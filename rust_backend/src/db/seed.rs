//! JSON seed files for the local repository.
//!
//! ```json
//! {
//!   "tenants": [{ "id": 1, "name": "SP-Merchant", "timezone": "America/Sao_Paulo" }],
//!   "records": [{ "order_id": 1, "merchant_id": 1, "amount": 50.0, "currency": "BRL",
//!                 "status": "paid", "order_time_utc": "2024-08-20T02:00:00Z" }]
//! }
//! ```

use log::info;
use serde::{Deserialize, Serialize};
use std::fs;
use std::path::Path;

use crate::core::domain::{RawRecord, Tenant};
use crate::db::repositories::LocalRepository;
use crate::db::repository::{ErrorContext, RepositoryError, RepositoryResult};

#[derive(Debug, Clone, Default, PartialEq, Serialize, Deserialize)]
pub struct SeedData {
    #[serde(default)]
    pub tenants: Vec<Tenant>,
    #[serde(default)]
    pub records: Vec<RawRecord>,
}

impl SeedData {
    /// Parse seed data from JSON text and validate every record.
    pub fn from_json_str(content: &str) -> RepositoryResult<Self> {
        let seed: SeedData = serde_json::from_str(content).map_err(|e| {
            RepositoryError::validation_with_context(
                format!("Failed to parse seed data: {}", e),
                ErrorContext::new("load_seed"),
            )
        })?;
        seed.validate()?;
        Ok(seed)
    }

    pub fn from_file<P: AsRef<Path>>(path: P) -> RepositoryResult<Self> {
        let path = path.as_ref();
        let content = fs::read_to_string(path).map_err(|e| {
            RepositoryError::not_found_with_context(
                format!("Failed to read seed file: {}", e),
                ErrorContext::new("load_seed").with_details(path.display().to_string()),
            )
        })?;
        let seed = Self::from_json_str(&content)?;
        info!(
            "Loaded {} tenants and {} records from {}",
            seed.tenants.len(),
            seed.records.len(),
            path.display()
        );
        Ok(seed)
    }

    /// Reject records breaking their data-model invariants.
    pub fn validate(&self) -> RepositoryResult<()> {
        for record in &self.records {
            record.validate().map_err(|e| {
                RepositoryError::validation_with_context(
                    e.to_string(),
                    ErrorContext::new("load_seed")
                        .with_entity("record")
                        .with_entity_id(record.id),
                )
            })?;
        }
        Ok(())
    }

    pub fn into_repository(self) -> LocalRepository {
        LocalRepository::with_data(self.tenants, self.records)
    }
}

-=-=-

● What needs to be done:
An exact repetition of the material above is required, from its first line through the line holding "pub fn validate(&self)", with nothing added.

● Response to this exercise:
filename rust_backend/src/db/seed.rs
//! JSON seed files for the local repository.
//!
//! ```json
//! {
//!   "tenants": [{ "id": 1, "name": "SP-Merchant", "timezone": "America/Sao_Paulo" }],
//!   "records": [{ "order_id": 1, "merchant_id": 1, "amount": 50.0, "currency": "BRL",
//!                 "status": "paid", "order_time_utc": "2024-08-20T02:00:00Z" }]
//! }
//! ```

use log::info;
use serde::{Deserialize, Serialize};
use std::fs;
use std::path::Path;

use crate::core::domain::{RawRecord, Tenant};
use crate::db::repositories::LocalRepository;
use crate::db::repository::{ErrorContext, RepositoryError, RepositoryResult};

#[derive(Debug, Clone, Default, PartialEq, Serialize, Deserialize)]
pub struct SeedData {
    #[serde(default)]
    pub tenants: Vec<Tenant>,
    #[serde(default)]
    pub records: Vec<RawRecord>,
}

impl SeedData {
    /// Parse seed data from JSON text and validate every record.
    pub fn from_json_str(content: &str) -> RepositoryResult<Self> {
        let seed: SeedData = serde_json::from_str(content).map_err(|e| {
            RepositoryError::validation_with_context(
                format!("Failed to parse seed data: {}", e),
                ErrorContext::new("load_seed"),
            )
        })?;
        seed.validate()?;
        Ok(seed)
    }

    pub fn from_file<P: AsRef<Path>>(path: P) -> RepositoryResult<Self> {
        let path = path.as_ref();
        let content = fs::read_to_string(path).map_err(|e| {
            RepositoryError::not_found_with_context(
                format!("Failed to read seed file: {}", e),
                ErrorContext::new("load_seed").with_details(path.display().to_string()),
            )
        })?;
        let seed = Self::from_json_str(&content)?;
        info!(
            "Loaded {} tenants and {} records from {}",
            seed.tenants.len(),
            seed.records.len(),
            path.display()
        );
        Ok(seed)
    }

    /// Reject records breaking their data-model invariants.
    pub fn validate(&self) -> RepositoryResult<()> {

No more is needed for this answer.